Guy is also objectively infuriating - an amiable, oblivious, desperately insecure teddy bear who believes that the whole purpose of marriage is to have someone you can take for granted. There's also a character called Simon, who gets his own POV chapters like Yakimov the supermooch in The Balkan Trilogy. Unlike Yakimov, he's an ordinary dude with problems that aren't entirely of his own making, so he doesn't yank the books off kilter as much as poor Yaki, and at first they're a little less memorable as a result. I soon got used to it, though I wasn't overly invested in either character and mostly found myself wanting to get back to the Pringles and their complete and intractable inability to talk themselves into any dynamic but the one they rode in on.

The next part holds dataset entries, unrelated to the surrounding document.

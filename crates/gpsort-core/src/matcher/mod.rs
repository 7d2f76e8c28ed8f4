//! Sidecar matching: an ordered chain of independent rules over a read-only
//! [`DescriptorStore`], plus the per-folder consumption bookkeeping.
//!
//! Each rule only proposes candidates. The chain filters them against what
//! is already consumed, stops at the first unique hit, and keeps the first
//! multi-candidate result pending so a later rule (or the final title
//! check) can narrow it. Anything still pending at the end is reported as
//! ambiguous, never picked arbitrarily.

pub mod rules;

use std::collections::{BTreeMap, HashMap};
use std::path::{Path, PathBuf};

use serde::{Deserialize, Serialize};

use crate::media::{MediaFile, MediaName};
use crate::store::{DescriptorId, DescriptorStore};

pub use rules::priority;

/// Whether one image sidecar may serve several live-photo videos.
#[derive(Debug, Clone, Copy, PartialEq, Eq, Default, Serialize, Deserialize)]
#[serde(rename_all = "kebab-case")]
pub enum CompanionPolicy {
    #[default]
    Shared,
    OneToOne,
}

impl std::str::FromStr for CompanionPolicy {
    type Err = String;

    fn from_str(s: &str) -> Result<Self, Self::Err> {
        match s {
            "shared" => Ok(Self::Shared),
            "one-to-one" => Ok(Self::OneToOne),
            other => Err(format!("unknown companion policy: {other} (expected shared or one-to-one)")),
        }
    }
}

/// Default sidecar name budget of the export, `.json` included.
pub const DEFAULT_TRUNCATION_LIMIT: usize = 51;

fn default_truncation_limit() -> usize {
    DEFAULT_TRUNCATION_LIMIT
}

#[derive(Debug, Clone, Copy, PartialEq, Eq, Serialize, Deserialize)]
pub struct MatchConfig {
    #[serde(default = "default_truncation_limit")]
    pub truncation_limit: usize,
    #[serde(default)]
    pub companion_policy: CompanionPolicy,
}

impl Default for MatchConfig {
    fn default() -> Self {
        Self {
            truncation_limit: DEFAULT_TRUNCATION_LIMIT,
            companion_policy: CompanionPolicy::default(),
        }
    }
}

/// How a rule's hit consumes the descriptor.
#[derive(Debug, Clone, Copy, PartialEq, Eq)]
pub enum Claim {
    /// One media file per descriptor
    Exclusive,
    /// Edited copy of a file; may reuse its original's descriptor
    Derivative,
    /// Live-photo video; may reuse its still's descriptor, subject to
    /// [`CompanionPolicy`]
    Companion,
}

/// A single matching rule. Implementations must be pure: same name and
/// store in, same candidates out.
pub trait MatchRule: Send + Sync {
    fn name(&self) -> &'static str;

    fn claim(&self) -> Claim {
        Claim::Exclusive
    }

    /// Candidate sidecars for `media`, in store order, before consumption
    /// filtering.
    fn candidates(&self, media: &MediaName, store: &DescriptorStore, config: &MatchConfig) -> Vec<DescriptorId>;
}

struct RuleEntry {
    priority: u16,
    rule: Box<dyn MatchRule>,
}

/// Rules ordered by ascending priority value; earlier wins.
pub struct RuleChain {
    entries: Vec<RuleEntry>,
}

impl Default for RuleChain {
    fn default() -> Self {
        Self::standard()
    }
}

impl RuleChain {
    pub fn empty() -> Self {
        Self { entries: Vec::new() }
    }

    /// Rules 1-8 at their standard priorities.
    pub fn standard() -> Self {
        let mut chain = Self::empty();
        chain.insert(priority::DIRECT, rules::Direct);
        chain.insert(priority::TRUNCATED, rules::Truncated);
        chain.insert(priority::PARENTHETICAL, rules::Parenthetical);
        chain.insert(priority::EDITED, rules::Edited);
        chain.insert(priority::LIVE_COMPANION, rules::LiveCompanion);
        chain.insert(priority::LIVE_DUPLICATE, rules::LiveDuplicate);
        chain.insert(priority::TITLE, rules::Title);
        chain.insert(priority::BASE_FALLBACK, rules::BaseFallback);
        chain
    }

    /// Insert a rule at a declared priority. Among equal priorities the
    /// rule inserted first runs first.
    pub fn insert(&mut self, priority: u16, rule: impl MatchRule + 'static) {
        let pos = self.entries.partition_point(|e| e.priority <= priority);
        self.entries.insert(
            pos,
            RuleEntry {
                priority,
                rule: Box::new(rule),
            },
        );
    }

    pub fn len(&self) -> usize {
        self.entries.len()
    }

    pub fn is_empty(&self) -> bool {
        self.entries.is_empty()
    }

    pub fn rule_names(&self) -> Vec<&'static str> {
        self.entries.iter().map(|e| e.rule.name()).collect()
    }

    /// Match one media file against the store, honoring what is consumed.
    pub fn match_media(&self, media: &MediaFile, ctx: &MatchContext) -> MatchOutcome {
        let mut attempt = Attempt::default();
        for entry in &self.entries {
            if let Some(outcome) = attempt.step(entry, media, ctx) {
                return outcome;
            }
        }
        attempt.finish(media, ctx)
    }
}

struct Pending {
    rule: &'static str,
    claim: Claim,
    candidates: Vec<DescriptorId>,
}

/// One media file's walk down the chain, one rule at a time.
#[derive(Default)]
struct Attempt {
    pending: Option<Pending>,
    tried: Vec<&'static str>,
}

impl Attempt {
    /// Apply one rule. A unique hit ends the walk; several hits narrow (or
    /// open) the pending ambiguity.
    fn step(&mut self, entry: &RuleEntry, media: &MediaFile, ctx: &MatchContext) -> Option<MatchOutcome> {
        let rule = &entry.rule;
        self.tried.push(rule.name());
        let claim = rule.claim();
        let mut available: Vec<DescriptorId> = Vec::new();
        for id in rule.candidates(&media.name, ctx.store, &ctx.config) {
            if ctx.consumed.is_available(id, claim, ctx.config.companion_policy) && !available.contains(&id) {
                available.push(id);
            }
        }

        let narrowed: Vec<DescriptorId> = match &self.pending {
            Some(p) => available.into_iter().filter(|id| p.candidates.contains(id)).collect(),
            None => available,
        };

        match narrowed.len() {
            0 => tracing::debug!("{}: no candidate for {}", rule.name(), media.filename()),
            1 => {
                return Some(MatchOutcome::Matched {
                    descriptor: narrowed[0],
                    rule: rule.name(),
                    claim,
                })
            }
            _ => {
                if let Some(p) = self.pending.as_mut() {
                    p.candidates = narrowed;
                } else {
                    self.pending = Some(Pending {
                        rule: rule.name(),
                        claim,
                        candidates: narrowed,
                    });
                }
            }
        }
        None
    }

    /// Closing title check on whatever is still pending and unclaimed.
    fn finish(self, media: &MediaFile, ctx: &MatchContext) -> MatchOutcome {
        let Some(p) = self.pending else {
            return MatchOutcome::Unmatched { tried: self.tried };
        };
        let open: Vec<DescriptorId> = p
            .candidates
            .into_iter()
            .filter(|&id| ctx.consumed.is_available(id, p.claim, ctx.config.companion_policy))
            .collect();
        let titled: Vec<DescriptorId> = open
            .iter()
            .copied()
            .filter(|&id| rules::title_matches(ctx.store, id, media.filename()))
            .collect();
        if titled.len() == 1 {
            MatchOutcome::Matched {
                descriptor: titled[0],
                rule: rules::TITLE_NAME,
                claim: p.claim,
            }
        } else if open.is_empty() {
            MatchOutcome::Unmatched { tried: self.tried }
        } else {
            MatchOutcome::Ambiguous {
                rule: p.rule,
                candidates: open,
            }
        }
    }
}

/// Read-only view a rule chain runs against.
pub struct MatchContext<'a> {
    pub store: &'a DescriptorStore,
    pub consumed: &'a ConsumptionSet,
    pub config: MatchConfig,
}

/// Result of matching one media file.
#[derive(Debug, Clone, PartialEq, Eq)]
pub enum MatchOutcome {
    Matched {
        descriptor: DescriptorId,
        rule: &'static str,
        claim: Claim,
    },
    Unmatched {
        tried: Vec<&'static str>,
    },
    Ambiguous {
        rule: &'static str,
        candidates: Vec<DescriptorId>,
    },
}

impl MatchOutcome {
    pub fn descriptor(&self) -> Option<DescriptorId> {
        match self {
            MatchOutcome::Matched { descriptor, .. } => Some(*descriptor),
            _ => None,
        }
    }
}

/// Which descriptors of one folder have been claimed, and by whom.
/// Passed into and returned from [`match_folder`]; never shared across
/// folders.
#[derive(Debug, Clone, Default)]
pub struct ConsumptionSet {
    exclusive: HashMap<DescriptorId, PathBuf>,
    derivatives: HashMap<DescriptorId, Vec<PathBuf>>,
    companions: HashMap<DescriptorId, Vec<PathBuf>>,
}

impl ConsumptionSet {
    pub fn new() -> Self {
        Self::default()
    }

    pub fn is_available(&self, id: DescriptorId, claim: Claim, policy: CompanionPolicy) -> bool {
        match claim {
            Claim::Exclusive => !self.exclusive.contains_key(&id),
            Claim::Derivative => true,
            Claim::Companion => match policy {
                CompanionPolicy::Shared => true,
                CompanionPolicy::OneToOne => !self.companions.contains_key(&id),
            },
        }
    }

    pub fn record(&mut self, id: DescriptorId, claim: Claim, media: &Path) {
        match claim {
            Claim::Exclusive => {
                self.exclusive.insert(id, media.to_path_buf());
            }
            Claim::Derivative => self.derivatives.entry(id).or_default().push(media.to_path_buf()),
            Claim::Companion => self.companions.entry(id).or_default().push(media.to_path_buf()),
        }
    }

    /// Consumed by any successful match.
    pub fn is_consumed(&self, id: DescriptorId) -> bool {
        self.exclusive.contains_key(&id) || self.derivatives.contains_key(&id) || self.companions.contains_key(&id)
    }

    pub fn owner(&self, id: DescriptorId) -> Option<&Path> {
        self.exclusive.get(&id).map(PathBuf::as_path)
    }

    pub fn companions_of(&self, id: DescriptorId) -> &[PathBuf] {
        self.companions.get(&id).map_or(&[], Vec::as_slice)
    }

    pub fn len(&self) -> usize {
        let mut ids: Vec<&DescriptorId> = self
            .exclusive
            .keys()
            .chain(self.derivatives.keys())
            .chain(self.companions.keys())
            .collect();
        ids.sort();
        ids.dedup();
        ids.len()
    }

    pub fn is_empty(&self) -> bool {
        self.exclusive.is_empty() && self.derivatives.is_empty() && self.companions.is_empty()
    }
}

/// Outcome of matching every media file of a folder.
#[derive(Debug)]
pub struct FolderMatch {
    /// One outcome per media file, same order as the input slice
    pub outcomes: Vec<MatchOutcome>,
    pub consumed: ConsumptionSet,
    /// Successful matches per rule name
    pub rule_hits: BTreeMap<&'static str, u64>,
}

/// Match every media file of a folder.
///
/// Each rule runs as its own round over every file still unmatched before
/// the next rule starts, so a weak rule on one file can never take a
/// sidecar a stronger rule would give another file. Within a round files go
/// in path order; the input order never changes the result. Pending
/// ambiguities get their closing title check once all rounds are done.
pub fn match_folder(
    chain: &RuleChain,
    media: &[MediaFile],
    store: &DescriptorStore,
    config: MatchConfig,
    mut consumed: ConsumptionSet,
) -> FolderMatch {
    let mut order: Vec<usize> = (0..media.len()).collect();
    order.sort_by(|&a, &b| media[a].path.cmp(&media[b].path));

    let mut attempts: Vec<Attempt> = media.iter().map(|_| Attempt::default()).collect();
    let mut outcomes: Vec<Option<MatchOutcome>> = vec![None; media.len()];
    let mut rule_hits: BTreeMap<&'static str, u64> = BTreeMap::new();

    for entry in &chain.entries {
        for &i in &order {
            if outcomes[i].is_some() {
                continue;
            }
            let ctx = MatchContext {
                store,
                consumed: &consumed,
                config,
            };
            if let Some(outcome) = attempts[i].step(entry, &media[i], &ctx) {
                settle(&outcome, &media[i], store, &mut consumed, &mut rule_hits);
                outcomes[i] = Some(outcome);
            }
        }
    }

    for &i in &order {
        if outcomes[i].is_some() {
            continue;
        }
        let attempt = std::mem::take(&mut attempts[i]);
        let ctx = MatchContext {
            store,
            consumed: &consumed,
            config,
        };
        let outcome = attempt.finish(&media[i], &ctx);
        settle(&outcome, &media[i], store, &mut consumed, &mut rule_hits);
        outcomes[i] = Some(outcome);
    }

    FolderMatch {
        outcomes: outcomes
            .into_iter()
            .map(|o| o.unwrap_or(MatchOutcome::Unmatched { tried: Vec::new() }))
            .collect(),
        consumed,
        rule_hits,
    }
}

fn settle(
    outcome: &MatchOutcome,
    media: &MediaFile,
    store: &DescriptorStore,
    consumed: &mut ConsumptionSet,
    rule_hits: &mut BTreeMap<&'static str, u64>,
) {
    if let MatchOutcome::Matched { descriptor, rule, claim } = outcome {
        consumed.record(*descriptor, *claim, &media.path);
        *rule_hits.entry(*rule).or_insert(0) += 1;
        tracing::info!(
            "JSON match - {}: {} → {}",
            rule,
            media.filename(),
            store.get(*descriptor).file_name()
        );
    }
}
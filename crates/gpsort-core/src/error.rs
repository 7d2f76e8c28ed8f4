use std::path::PathBuf;

use thiserror::Error;

/// A sidecar that could not be turned into a descriptor. Excluded from the
/// store, never fatal for the folder.
#[derive(Debug, Clone, Error)]
pub enum SidecarLoadError {
    #[error("cannot read {path}: {reason}")]
    Read { path: PathBuf, reason: String },

    #[error("{path} is not valid UTF-8")]
    Encoding { path: PathBuf },

    #[error("{path} is not a JSON object: {reason}")]
    Structure { path: PathBuf, reason: String },
}

impl SidecarLoadError {
    pub fn path(&self) -> &std::path::Path {
        match self {
            Self::Read { path, .. } | Self::Encoding { path } | Self::Structure { path, .. } => path,
        }
    }
}

/// Failure reported by the metadata embedder. Always downgrades the file to
/// copy-only.
#[derive(Debug, Clone, Error)]
pub enum EmbedError {
    #[error("format .{0} does not support embedded metadata")]
    Unsupported(String),

    #[error("embedding tool could not be started: {0}")]
    Launch(String),

    #[error("embedding tool failed: {0}")]
    Tool(String),

    #[error("metadata embedding disabled")]
    Disabled,
}

/// Why a media file ended the run without output. Rendered verbatim into
/// the skip report, so each message fits on one line.
#[derive(Debug, Clone, Error)]
pub enum SkipReason {
    #[error("no sidecar matched (tried {tried} rules)")]
    NoMatch { tried: usize },

    #[error("ambiguous sidecar via {rule}: {}", .candidates.join(", "))]
    Ambiguous {
        rule: &'static str,
        candidates: Vec<String>,
    },

    #[error("no timestamp in {sidecar}")]
    MissingDate { sidecar: String },

    #[error("copy failed: {0}")]
    Io(String),
}

/// Error indicating the operation was cancelled.
#[derive(Debug, Clone)]
pub struct CancelledError;

impl std::fmt::Display for CancelledError {
    fn fmt(&self, f: &mut std::fmt::Formatter<'_>) -> std::fmt::Result {
        write!(f, "Operation cancelled")
    }
}

impl std::error::Error for CancelledError {}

Catch-22 isn't the hammer between the eyes that it was when I was fifteen, but how could it be? Even with a memory as bad as mine, there are only so many times you can read a cynical takedown of piety and patriotism for the first time. It's reasonably durable for a black comedy.

What I'm Reading Now

At one point in their friendship, Boswell was feeling neglected by his great friend Sam Johnson, so he decided not to write him any more until he got a letter, to test how long it would take for Sam to "break". Then, being Boswell, he was unable to prevent himself from confessing this "test" to Johnson, with a promise never to do it again.

Johnson, being Johnson, never let him forget it. After the confession, every time a month goes by without a letter from Boz, Sam J.'s next letter begins with a stern warning that Boz had better not be testing him again, and a reminder that such behavior is childish and ill-mannered, and likely to spoil the friendship it tests, but he hopes Boz and the Mrs. Boz and the young Bozlettes are doing well all the same in spite of this inexplicable vice of their protector.

Boswell, naturally, includes every one of them. It gets funnier every time it happens.

The Life of Samuel Johnson is winding down. Sam J.'s health is failing even more than usual, and one of his oldest friends has died. I'll be glad to get to the end of this enormous book, but I'll also miss it.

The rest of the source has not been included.